Is Switzerland the only country facing an energy transition?

Switzerland is by no means an exception in this regard. All countries, depending on their particular circumstances, face an obligation to embark on an energy transition, given the global nature of the energy issues: greenhouse gas emissions, an increasingly costly and polluting quest for new fossil resources, questions about nuclear energy, geopolitical instability.

For almost two centuries, natural resources, especially fossil fuels(oil, coal, natural gas), have been exploited at an accelerated and worrying pace. The global economic system today consumes 90 million barrels of oil per day, mostly burned as fuel in our vehicles (petrol, diesel, kerosene) and fuel oil in our boilers.

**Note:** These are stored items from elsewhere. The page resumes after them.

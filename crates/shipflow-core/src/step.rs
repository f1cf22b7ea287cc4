//! Provisioning steps, in execution order

use serde::{Deserialize, Serialize};

/// One provisioning step of a deployment
#[derive(Debug, Clone, Copy, PartialEq, Eq, Hash, Serialize, Deserialize)]
#[serde(rename_all = "kebab-case")]
pub enum Step {
    Build,
    CreateBucket,
    UploadArtifact,
    CreateDatabase,
    ResolveDatabaseUrl,
    VerifyRoles,
    CreateOrUpdateApplication,
}

impl Step {
    /// Every step, in the only order they may run
    pub const ALL: [Step; 7] = [
        Step::Build,
        Step::CreateBucket,
        Step::UploadArtifact,
        Step::CreateDatabase,
        Step::ResolveDatabaseUrl,
        Step::VerifyRoles,
        Step::CreateOrUpdateApplication,
    ];

    /// Header printed when the step starts
    pub fn title(&self) -> &'static str {
        match self {
            Step::Build => "Building application",
            Step::CreateBucket => "Create S3 bucket",
            Step::UploadArtifact => "Upload WAR to S3",
            Step::CreateDatabase => "Create database",
            Step::ResolveDatabaseUrl => "Waiting for database (This may take several minutes)",
            Step::VerifyRoles => "Verifying ElasticBeanstalk Roles",
            Step::CreateOrUpdateApplication => "Create/Update application",
        }
    }

    /// 1-based position, for "[3/7]" style progress
    pub fn number(&self) -> usize {
        Step::ALL
            .iter()
            .position(|s| s == self)
            .map(|i| i + 1)
            .unwrap_or_default()
    }
}

impl std::fmt::Display for Step {
    fn fmt(&self, f: &mut std::fmt::Formatter<'_>) -> std::fmt::Result {
        match self {
            Step::Build => write!(f, "build"),
            Step::CreateBucket => write!(f, "create-bucket"),
            Step::UploadArtifact => write!(f, "upload-artifact"),
            Step::CreateDatabase => write!(f, "create-database"),
            Step::ResolveDatabaseUrl => write!(f, "resolve-database-url"),
            Step::VerifyRoles => write!(f, "verify-roles"),
            Step::CreateOrUpdateApplication => write!(f, "create-or-update-application"),
        }
    }
}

For several years, we have seen that conventional (easily accessible)fossil resources are beginning to dry up. So we began to exploit so-called unconventional resources (deep-water or polar oil wells, shale gas, oil sands, etc.). These new resources are more expensive and increase the risk of environmental degradation. They will extend the deadline for a few decades, but will not fundamentally change the situation. Fossil-fuel reserves are shrinking inexorably, and their use generates greenhouse gas emissions (mainly CO2), which is disrupting the Earth’s climate system at an accelerated and unprecedented rate.

Different countries, each in their own way, want to reduce their reliance on fossil fuels to increase their security of supply, and are working to reduce greenhouse gas emissions. So the two objectives are linked; by acting on one, we are also acting on the other. Reducing CO2 emissions while abandoning nuclear power is a particular challenge that other countries, such as Germany and Belgium, have also decided to address. Spain is considering it, while the current French government has included in its 2015 energy transition law the desire to reduce its share of nuclear energy by 75 to 50% by 2025. Italy in 1987 and Sweden in 1980 also made the choice to phase out nuclear power, even though the issue is regularly raised in political debates. Austria, for its part, decided as long ago as 1978 not to use nuclear power.

Finally, it should be stressed that the current energy transition is neither the first nor certainly the last. Humanity has undergone many changes in its energy systems in the past. The earliest (and probably most decisive) was the result of the mastery of fire, some 400,000 years ago. The gradual shift from traditional renewable energy (windmills, water mills) to fossil fuels (coal in the nineteenth century, then oil in the twentieth century), and then to nuclear power from the 1960s onwards, was another major transition to an energy system that today seems to have reached its limits.